The third area, reciprocity, involves aspects such as partnership, mutual benefits, and relational accountability. These aspects are far-reaching and might as in the Akwé: Kon guidelines (Secretariat of the Convention on Biological Diversity, 2004) involve all aspects of preparatory work, planning, development, and implementation of a project. This implies that Indigenous peoples also must be included in the pre-framing phase of a dialogue. Together with responsibility and respect these three areas can safeguard Indigenous peoples’ livelihoods, culture and future.

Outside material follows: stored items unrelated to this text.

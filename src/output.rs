//! Output and Reporting
//!
//! Renders a [`RunReport`] for people (the record lines followed by a summary) or
//! as JSON.

use std::time::Duration;

use serde::{Deserialize, Serialize};

use crate::error_reporter::VerbosityLevel;
use crate::orchestrator::RunReport;
use crate::validator::{FileValidationResult, ValidationStatus};

/// Output format of the final report
#[derive(
    Debug, Clone, Copy, PartialEq, Eq, Default, Serialize, Deserialize, clap::ValueEnum,
)]
#[serde(rename_all = "lowercase")]
pub enum OutputFormat {
    #[default]
    Human,
    Json,
}

/// Output formatter for run reports
pub struct Output {
    format: OutputFormat,
    verbosity: VerbosityLevel,
    show_colors: bool,
}

impl Output {
    pub fn new(format: OutputFormat, verbosity: VerbosityLevel) -> Self {
        Self {
            format,
            verbosity,
            show_colors: atty::is(atty::Stream::Stdout),
        }
    }

    pub fn with_colors(mut self, show_colors: bool) -> Self {
        self.show_colors = show_colors;
        self
    }

    fn colorize(&self, text: &str, color: &str) -> String {
        if self.show_colors {
            format!("\x1b[{}m{}\x1b[0m", color, text)
        } else {
            text.to_string()
        }
    }

    pub fn format_report(&self, report: &RunReport) -> String {
        match self.format {
            OutputFormat::Human => self.format_human(report),
            OutputFormat::Json => format_json(report),
        }
    }

    fn format_human(&self, report: &RunReport) -> String {
        let mut output = String::new();

        if self.verbosity == VerbosityLevel::Verbose {
            for file in &report.files {
                output.push_str(&self.format_file_result(file));
                output.push('\n');
            }
            for aborted in &report.aborted_files {
                output.push_str(&format!(
                    "{}  {} - {}\n",
                    self.colorize("✗ ABORTED", "31"),
                    aborted.path.display(),
                    aborted.reason
                ));
            }
        }

        output.push_str(&report.message);

        match self.verbosity {
            VerbosityLevel::Quiet => {
                if !report.passed() {
                    output.push_str(&format!(
                        "Errors: {} Fatal: {}\n",
                        report.error_count, report.fatal_count
                    ));
                }
            }
            VerbosityLevel::Normal | VerbosityLevel::Verbose => {
                output.push_str(&self.format_summary(report));
            }
        }

        output
    }

    pub fn format_file_result(&self, result: &FileValidationResult) -> String {
        let path_display = result.path.display();
        let duration_str = format_duration(result.duration);

        match &result.status {
            ValidationStatus::Valid => format!(
                "{}  {} ({})",
                self.colorize("✓ VALID", "32"),
                path_display,
                duration_str
            ),
            ValidationStatus::WellFormed => format!(
                "{}  {} ({}) - no schema declared",
                self.colorize("✓ WELL-FORMED", "36"),
                path_display,
                duration_str
            ),
            ValidationStatus::Invalid { error_count } => format!(
                "{}  {} ({}) - {} error{}",
                self.colorize("✗ INVALID", "31"),
                path_display,
                duration_str,
                error_count,
                if *error_count == 1 { "" } else { "s" }
            ),
        }
    }

    fn format_summary(&self, report: &RunReport) -> String {
        let mut output = String::new();
        output.push_str("Validation Summary:\n");
        output.push_str(&format!("  Catalogs: {}\n", report.catalogs.len()));
        output.push_str(&format!("  Total files: {}\n", report.total_files()));

        if report.warning_count > 0 {
            output.push_str(&format!(
                "  {} {}\n",
                self.colorize("Warnings:", "33"),
                report.warning_count
            ));
        }
        if report.error_count > 0 {
            output.push_str(&format!(
                "  {} {}\n",
                self.colorize("Errors:", "31"),
                report.error_count
            ));
        }
        if report.fatal_count > 0 {
            output.push_str(&format!(
                "  {} {}\n",
                self.colorize("Fatal errors:", "31"),
                report.fatal_count
            ));
        }

        let elapsed = (report.finished_at - report.started_at)
            .to_std()
            .unwrap_or_default();
        output.push_str(&format!("  Duration: {}\n", format_duration(elapsed)));

        let verdict = if report.passed() {
            self.colorize("PASSED", "32")
        } else {
            self.colorize("FAILED", "31")
        };
        output.push_str(&format!("  Result: {}\n", verdict));
        output
    }
}

fn format_json(report: &RunReport) -> String {
    match serde_json::to_string_pretty(report) {
        Ok(json) => json,
        Err(e) => format!("{{\"error\": \"failed to serialize report: {}\"}}", e),
    }
}

fn format_duration(duration: Duration) -> String {
    let total_secs = duration.as_secs_f64();
    if total_secs < 1.0 {
        format!("{:.0}ms", duration.as_millis())
    } else if total_secs < 60.0 {
        format!("{:.2}s", total_secs)
    } else {
        let mins = (total_secs / 60.0) as u64;
        let secs = total_secs % 60.0;
        format!("{}m{:.1}s", mins, secs)
    }
}
//! # catalog-validate Library
//!
//! Validates XML documents against XML Schemas located exclusively through OASIS XML
//! catalogs. Schema and entity references are never fetched from the network; every
//! diagnostic is classified and aggregated so one broken document does not stop a run.

pub mod artifact;
pub mod catalog;
pub mod catalog_discovery;
pub mod cli;
pub mod config;
pub mod error;
pub mod error_reporter;
pub mod file_discovery;
pub mod libxml2;
pub mod orchestrator;
pub mod output;
pub mod resolver;
pub mod schema_loader;
pub mod validator;

pub use artifact::{
    ArtifactSelection, CatalogSelection, DeclaredDependency, DependencyFilter,
    DirectoryArtifactSupplier, SchemaArtifactSupplier,
};
pub use catalog::{CatalogEntry, CatalogModel, EntryKind, Prefer};
pub use catalog_discovery::discover_catalogs;
pub use cli::Cli;
pub use config::{Config, ConfigManager};
pub use error::{CatalogError, ConfigError, ValidationError};
pub use error_reporter::{
    Diagnostic, ErrorAggregator, ErrorHandler, ErrorRecord, RaisingErrorHandler, Severity,
    SourceLocator, VerbosityLevel,
};
pub use file_discovery::FileDiscovery;
pub use libxml2::{LibXml2Wrapper, ValidationResult, XmlSchemaPtr};
pub use orchestrator::{RunOutcome, RunReport, RunState, ValidationRun, execute, run_validation};
pub use output::{Output, OutputFormat};
pub use resolver::{
    CatalogResourceResolver, ResolvedResource, ResourceResolver, SchemaResourceRequest,
};
pub use schema_loader::{DocumentProfile, SchemaExtractor, SchemaLoader};
pub use validator::{FileValidationResult, ValidationStatus, ValidatorFactory, XmlValidator};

Comparison between Indigenous peoples’ claims and Vilhjálmur’s claims for a just dialogue

How do One Health approaches and Indigenous Peoples’ claims align with Vilhjálmur’s findings in Icelandic sagas and bioethics?

 

The claim that the Indigenous peoples’ culture and values must be involved, acknowledged, and understood is in line with Vilhjálmur’s Cultures or sciences contributing must be understood on their own terms, especially if Indigenous peoples become part of the pre-framing of the dialogue. This meets the claims of respect from Indigenous peoples. The pre-framing part of the dialogue is then able to choose a sufficient choice of arena as well as to determine how to justify the mandate. The last aspect also connects to the claim of responsibility from Indigenous peoples. To justify the mandate might for example include safeguarding the rights to specific knowledge (which often is collective) held by Indigenous peoples to avoid biopiracy, so that others cannot patent it and make earnings without giving the Indigenous peoples their fair share (e.g., Mackey & Liang, 2012).

 

In order to reach the claim by Vilhjálmur for sufficient time one has to consider that time might differ between cultural settings and several forms of cultural time exist (see Helman, 2007: 33-35). This potential difference needs to be considered within the dialogical framework. Regarding the aspect of sufficient levels to be considered one has to remember that there is a difference between individual and collective cultures, thus there must be several levels allowed in the dialogue. This will also influence social and existential dimensions, which must be included in the reflexivity process.

 

If the aspects above are allowed to be decided solely by the subject of the issue itself together with those who participate, and not by a preconceived structural form, one will fulfil Vilhjálmur’s idea that the dialogue will follow its own path due to the openness to the variability of dialogues depending on the subject matter. Also, all these criteria are in line with the claim of reciprocity from Indigenous peoples.

 

Conclusion

I have in this paper tried to demonstrate how Vilhjálmur Árnason’s studies of the values within Icelandic sagas can be combined with his studies on ethical dialogue in order to provide a list of criteria that could be useful when deciding on a fair dialogical procedure. I have compared this list of criteria to a rather shallow debate on dialogue within One Health approaches and then applied the list to claims from Indigenous peoples for a proper research ethic. I have found that this seems to be a fruitful way forward for One Health approaches, with the aim of strengthening their ethical discussion and achieving inclusion of marginalized groups.


Notes

1 In Iceland, the surname – Árnason – is a patronymic and a description rather than a name. Icelanders use and are known by their given name. This practice is followed throughout this article and Vilhjálmur Árnason will be referred to as Vilhjálmur when citing his works.